◆ What this task involves
Up to and including the line with "the tokenizer fails", please reproduce the lines below exactly, beginning with the first.

◆ Dataset extract
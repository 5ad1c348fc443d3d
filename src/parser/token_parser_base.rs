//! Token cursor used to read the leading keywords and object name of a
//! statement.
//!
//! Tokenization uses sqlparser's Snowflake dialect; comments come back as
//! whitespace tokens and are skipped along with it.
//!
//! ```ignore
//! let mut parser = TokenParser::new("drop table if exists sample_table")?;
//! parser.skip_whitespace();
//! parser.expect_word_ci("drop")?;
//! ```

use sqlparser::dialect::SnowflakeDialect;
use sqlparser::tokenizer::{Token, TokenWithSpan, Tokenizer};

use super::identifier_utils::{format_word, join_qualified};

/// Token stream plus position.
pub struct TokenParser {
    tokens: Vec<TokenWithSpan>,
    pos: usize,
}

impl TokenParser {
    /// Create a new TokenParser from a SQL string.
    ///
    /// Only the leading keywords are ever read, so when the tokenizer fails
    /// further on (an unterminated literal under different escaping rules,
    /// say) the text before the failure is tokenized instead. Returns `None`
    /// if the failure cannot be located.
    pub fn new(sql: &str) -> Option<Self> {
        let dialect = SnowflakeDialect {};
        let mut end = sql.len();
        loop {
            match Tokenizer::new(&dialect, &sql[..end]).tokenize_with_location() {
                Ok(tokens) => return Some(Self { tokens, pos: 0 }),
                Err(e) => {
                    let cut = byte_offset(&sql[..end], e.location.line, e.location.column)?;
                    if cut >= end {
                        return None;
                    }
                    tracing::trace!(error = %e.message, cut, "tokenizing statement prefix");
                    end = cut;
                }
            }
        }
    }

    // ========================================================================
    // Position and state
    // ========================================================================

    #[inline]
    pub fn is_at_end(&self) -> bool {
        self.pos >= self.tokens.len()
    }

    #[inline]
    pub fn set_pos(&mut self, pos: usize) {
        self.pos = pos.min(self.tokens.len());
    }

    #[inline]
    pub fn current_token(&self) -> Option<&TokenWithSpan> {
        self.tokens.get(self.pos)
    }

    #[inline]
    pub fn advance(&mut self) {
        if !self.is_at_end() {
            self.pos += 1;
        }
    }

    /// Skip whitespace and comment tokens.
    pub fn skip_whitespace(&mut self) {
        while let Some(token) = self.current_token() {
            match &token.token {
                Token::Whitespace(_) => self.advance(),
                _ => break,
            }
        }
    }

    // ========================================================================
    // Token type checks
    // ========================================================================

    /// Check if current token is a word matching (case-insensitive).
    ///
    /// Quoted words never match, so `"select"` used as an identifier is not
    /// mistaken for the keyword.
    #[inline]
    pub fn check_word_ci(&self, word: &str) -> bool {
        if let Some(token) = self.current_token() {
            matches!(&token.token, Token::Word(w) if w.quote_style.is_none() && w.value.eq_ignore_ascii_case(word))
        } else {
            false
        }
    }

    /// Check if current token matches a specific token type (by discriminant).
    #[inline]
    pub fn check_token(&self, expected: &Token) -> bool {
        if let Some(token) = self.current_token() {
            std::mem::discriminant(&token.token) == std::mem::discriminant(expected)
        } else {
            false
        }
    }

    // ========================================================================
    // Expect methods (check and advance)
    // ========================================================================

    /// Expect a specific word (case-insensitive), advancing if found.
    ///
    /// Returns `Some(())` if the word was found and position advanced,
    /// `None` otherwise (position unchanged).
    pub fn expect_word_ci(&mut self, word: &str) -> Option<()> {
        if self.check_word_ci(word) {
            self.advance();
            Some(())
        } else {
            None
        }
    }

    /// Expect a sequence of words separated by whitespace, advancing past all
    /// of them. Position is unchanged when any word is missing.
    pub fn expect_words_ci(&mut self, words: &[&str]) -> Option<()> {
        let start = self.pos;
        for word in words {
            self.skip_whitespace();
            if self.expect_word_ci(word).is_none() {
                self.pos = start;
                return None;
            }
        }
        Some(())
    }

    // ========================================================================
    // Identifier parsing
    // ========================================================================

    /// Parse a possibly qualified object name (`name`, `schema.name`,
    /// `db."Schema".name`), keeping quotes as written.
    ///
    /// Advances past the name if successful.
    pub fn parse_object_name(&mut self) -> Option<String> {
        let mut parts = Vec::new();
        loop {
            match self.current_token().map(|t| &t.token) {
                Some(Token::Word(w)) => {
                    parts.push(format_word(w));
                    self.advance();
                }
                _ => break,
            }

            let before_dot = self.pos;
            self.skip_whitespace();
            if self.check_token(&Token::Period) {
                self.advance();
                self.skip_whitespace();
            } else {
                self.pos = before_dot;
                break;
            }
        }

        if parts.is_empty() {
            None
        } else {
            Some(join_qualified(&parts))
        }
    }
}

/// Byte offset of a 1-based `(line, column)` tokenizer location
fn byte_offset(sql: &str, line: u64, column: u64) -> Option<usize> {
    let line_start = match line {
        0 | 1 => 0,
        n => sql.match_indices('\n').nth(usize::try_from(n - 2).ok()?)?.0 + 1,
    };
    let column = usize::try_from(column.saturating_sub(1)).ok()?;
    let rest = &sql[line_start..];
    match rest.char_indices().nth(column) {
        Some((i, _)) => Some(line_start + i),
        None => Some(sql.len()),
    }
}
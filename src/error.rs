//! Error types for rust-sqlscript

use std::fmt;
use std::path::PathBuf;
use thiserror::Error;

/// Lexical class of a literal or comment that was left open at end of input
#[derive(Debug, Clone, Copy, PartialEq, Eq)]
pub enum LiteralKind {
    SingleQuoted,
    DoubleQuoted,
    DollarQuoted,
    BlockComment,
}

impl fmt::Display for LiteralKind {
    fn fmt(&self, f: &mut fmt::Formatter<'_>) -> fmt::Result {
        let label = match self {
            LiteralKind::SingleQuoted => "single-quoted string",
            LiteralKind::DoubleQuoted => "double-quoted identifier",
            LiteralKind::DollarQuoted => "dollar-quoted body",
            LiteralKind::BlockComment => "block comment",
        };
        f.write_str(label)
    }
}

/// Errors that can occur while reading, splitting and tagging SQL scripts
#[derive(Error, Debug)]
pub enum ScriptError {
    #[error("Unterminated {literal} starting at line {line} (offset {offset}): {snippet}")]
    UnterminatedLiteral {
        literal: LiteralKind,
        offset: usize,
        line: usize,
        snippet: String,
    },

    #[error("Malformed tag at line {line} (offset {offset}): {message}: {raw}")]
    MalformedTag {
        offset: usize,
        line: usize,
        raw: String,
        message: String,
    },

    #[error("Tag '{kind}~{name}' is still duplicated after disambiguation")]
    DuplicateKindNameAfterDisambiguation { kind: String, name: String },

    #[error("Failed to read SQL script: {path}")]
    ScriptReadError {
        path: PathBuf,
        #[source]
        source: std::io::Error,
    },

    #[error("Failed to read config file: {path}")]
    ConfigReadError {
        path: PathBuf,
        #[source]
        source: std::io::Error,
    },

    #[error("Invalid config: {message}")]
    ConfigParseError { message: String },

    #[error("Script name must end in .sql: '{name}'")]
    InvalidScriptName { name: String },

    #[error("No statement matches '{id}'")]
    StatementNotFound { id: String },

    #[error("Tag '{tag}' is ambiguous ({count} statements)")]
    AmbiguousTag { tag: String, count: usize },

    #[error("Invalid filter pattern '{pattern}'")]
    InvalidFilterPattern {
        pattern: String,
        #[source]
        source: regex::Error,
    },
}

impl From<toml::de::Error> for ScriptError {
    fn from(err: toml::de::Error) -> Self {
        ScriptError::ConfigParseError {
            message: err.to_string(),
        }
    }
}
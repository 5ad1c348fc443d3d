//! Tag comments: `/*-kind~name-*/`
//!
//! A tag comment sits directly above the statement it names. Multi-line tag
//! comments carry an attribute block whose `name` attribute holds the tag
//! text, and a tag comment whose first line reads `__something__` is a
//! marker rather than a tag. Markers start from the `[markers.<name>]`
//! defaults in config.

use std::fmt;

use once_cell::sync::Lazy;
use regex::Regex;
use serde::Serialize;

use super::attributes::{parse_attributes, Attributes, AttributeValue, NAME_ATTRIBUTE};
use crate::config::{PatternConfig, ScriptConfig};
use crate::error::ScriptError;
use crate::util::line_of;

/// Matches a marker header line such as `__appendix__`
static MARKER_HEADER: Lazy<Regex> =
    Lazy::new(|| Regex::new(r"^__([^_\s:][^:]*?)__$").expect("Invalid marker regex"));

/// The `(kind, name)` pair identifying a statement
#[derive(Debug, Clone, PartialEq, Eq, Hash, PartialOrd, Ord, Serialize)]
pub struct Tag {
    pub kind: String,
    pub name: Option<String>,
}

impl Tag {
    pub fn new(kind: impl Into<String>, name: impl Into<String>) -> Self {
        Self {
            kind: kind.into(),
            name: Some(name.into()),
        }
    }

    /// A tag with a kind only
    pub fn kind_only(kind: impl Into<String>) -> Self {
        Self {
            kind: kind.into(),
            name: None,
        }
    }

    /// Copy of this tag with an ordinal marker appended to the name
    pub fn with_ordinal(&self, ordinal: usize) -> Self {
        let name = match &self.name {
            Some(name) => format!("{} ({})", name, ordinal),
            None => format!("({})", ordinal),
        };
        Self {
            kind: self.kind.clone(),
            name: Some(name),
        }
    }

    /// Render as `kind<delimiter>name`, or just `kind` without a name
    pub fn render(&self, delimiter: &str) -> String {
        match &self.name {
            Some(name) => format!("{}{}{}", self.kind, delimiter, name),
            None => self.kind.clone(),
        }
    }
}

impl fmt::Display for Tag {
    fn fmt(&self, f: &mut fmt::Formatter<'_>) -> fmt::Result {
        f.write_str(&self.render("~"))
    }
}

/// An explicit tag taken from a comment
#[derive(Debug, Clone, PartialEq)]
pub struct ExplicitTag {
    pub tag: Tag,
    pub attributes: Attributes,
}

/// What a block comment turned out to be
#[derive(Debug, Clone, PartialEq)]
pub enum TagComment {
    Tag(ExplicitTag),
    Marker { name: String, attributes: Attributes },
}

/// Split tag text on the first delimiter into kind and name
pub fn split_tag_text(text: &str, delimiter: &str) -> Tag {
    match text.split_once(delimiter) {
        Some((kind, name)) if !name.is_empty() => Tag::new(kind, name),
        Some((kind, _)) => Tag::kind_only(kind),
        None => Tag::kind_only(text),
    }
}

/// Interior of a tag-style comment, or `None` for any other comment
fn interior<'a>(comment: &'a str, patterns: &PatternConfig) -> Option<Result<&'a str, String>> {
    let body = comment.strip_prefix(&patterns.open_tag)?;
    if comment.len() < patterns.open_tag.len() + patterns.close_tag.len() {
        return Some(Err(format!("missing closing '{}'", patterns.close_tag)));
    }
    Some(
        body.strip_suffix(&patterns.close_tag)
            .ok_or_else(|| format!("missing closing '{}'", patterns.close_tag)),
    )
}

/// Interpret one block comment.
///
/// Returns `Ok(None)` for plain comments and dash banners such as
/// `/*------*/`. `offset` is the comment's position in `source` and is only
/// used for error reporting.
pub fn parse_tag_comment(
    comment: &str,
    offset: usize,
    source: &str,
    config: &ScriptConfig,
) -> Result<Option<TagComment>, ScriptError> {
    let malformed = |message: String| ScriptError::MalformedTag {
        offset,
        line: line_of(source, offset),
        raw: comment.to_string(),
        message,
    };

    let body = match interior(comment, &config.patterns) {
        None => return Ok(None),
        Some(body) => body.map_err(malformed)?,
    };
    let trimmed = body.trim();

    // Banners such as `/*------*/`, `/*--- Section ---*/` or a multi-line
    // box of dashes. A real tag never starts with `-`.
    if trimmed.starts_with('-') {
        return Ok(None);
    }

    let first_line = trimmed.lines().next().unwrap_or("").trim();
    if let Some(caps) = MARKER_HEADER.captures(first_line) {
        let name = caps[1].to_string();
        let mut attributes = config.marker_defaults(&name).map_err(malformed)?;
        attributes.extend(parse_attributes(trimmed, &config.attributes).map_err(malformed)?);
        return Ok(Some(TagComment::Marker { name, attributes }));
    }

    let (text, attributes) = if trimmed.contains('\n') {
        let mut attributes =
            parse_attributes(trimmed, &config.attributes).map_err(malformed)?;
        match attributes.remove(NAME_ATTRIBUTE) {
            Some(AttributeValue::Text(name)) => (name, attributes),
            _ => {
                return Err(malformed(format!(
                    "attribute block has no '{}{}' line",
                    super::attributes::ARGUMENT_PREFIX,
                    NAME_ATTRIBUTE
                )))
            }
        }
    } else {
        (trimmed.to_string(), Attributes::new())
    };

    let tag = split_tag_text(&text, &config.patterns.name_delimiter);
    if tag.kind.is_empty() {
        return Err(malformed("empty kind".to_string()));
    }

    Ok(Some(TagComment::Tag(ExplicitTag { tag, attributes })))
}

◆ Answer below
repository 5ad1c348fc443d3d
filename src/parser/token_parser_base.rs
//! Token cursor used to read the leading keywords and object name of a
//! statement.
//!
//! Tokenization uses sqlparser's Snowflake dialect; comments come back as
//! whitespace tokens and are skipped along with it.
//!
//! ```ignore
//! let mut parser = TokenParser::new("drop table if exists sample_table")?;
//! parser.skip_whitespace();
//! parser.expect_word_ci("drop")?;
//! ```

use sqlparser::dialect::SnowflakeDialect;
use sqlparser::tokenizer::{Token, TokenWithSpan, Tokenizer};

use super::identifier_utils::{format_word, join_qualified};

/// Token stream plus position.
pub struct TokenParser {
    tokens: Vec<TokenWithSpan>,
    pos: usize,
}

impl TokenParser {
    /// Create a new TokenParser from a SQL string.
    ///
    /// Only the leading keywords are ever read, so when the tokenizer fails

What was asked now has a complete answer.